(Data items)
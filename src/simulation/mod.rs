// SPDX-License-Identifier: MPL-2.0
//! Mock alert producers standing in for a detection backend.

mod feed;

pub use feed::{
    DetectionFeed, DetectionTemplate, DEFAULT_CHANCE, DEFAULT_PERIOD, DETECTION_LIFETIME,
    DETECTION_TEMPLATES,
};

...

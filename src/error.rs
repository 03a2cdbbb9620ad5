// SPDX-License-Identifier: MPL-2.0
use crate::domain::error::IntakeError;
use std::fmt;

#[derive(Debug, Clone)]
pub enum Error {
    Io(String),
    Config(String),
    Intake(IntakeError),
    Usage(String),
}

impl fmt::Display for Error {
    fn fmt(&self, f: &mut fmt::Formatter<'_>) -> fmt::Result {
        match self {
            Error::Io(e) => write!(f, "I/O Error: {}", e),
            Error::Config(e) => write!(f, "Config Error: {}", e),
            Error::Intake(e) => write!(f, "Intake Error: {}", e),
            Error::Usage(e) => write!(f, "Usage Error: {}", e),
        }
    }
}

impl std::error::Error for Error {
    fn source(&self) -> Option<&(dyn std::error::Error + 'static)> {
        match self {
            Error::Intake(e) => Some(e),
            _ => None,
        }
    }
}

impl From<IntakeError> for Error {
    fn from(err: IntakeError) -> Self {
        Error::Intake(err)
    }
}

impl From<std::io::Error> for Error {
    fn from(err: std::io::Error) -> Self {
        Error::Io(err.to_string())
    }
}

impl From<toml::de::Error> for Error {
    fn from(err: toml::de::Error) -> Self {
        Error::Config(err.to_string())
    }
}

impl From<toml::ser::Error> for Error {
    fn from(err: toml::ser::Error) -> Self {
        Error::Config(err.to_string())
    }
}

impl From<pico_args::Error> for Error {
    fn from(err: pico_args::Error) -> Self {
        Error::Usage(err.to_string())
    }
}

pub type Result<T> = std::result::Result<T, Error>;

[What is expected] Using the entries, return every line where the word "IntakeError" can be found.

[Result of the task]
use crate::domain::error::IntakeError;
    Intake(IntakeError),
impl From<IntakeError> for Error {
    fn from(err: IntakeError) -> Self {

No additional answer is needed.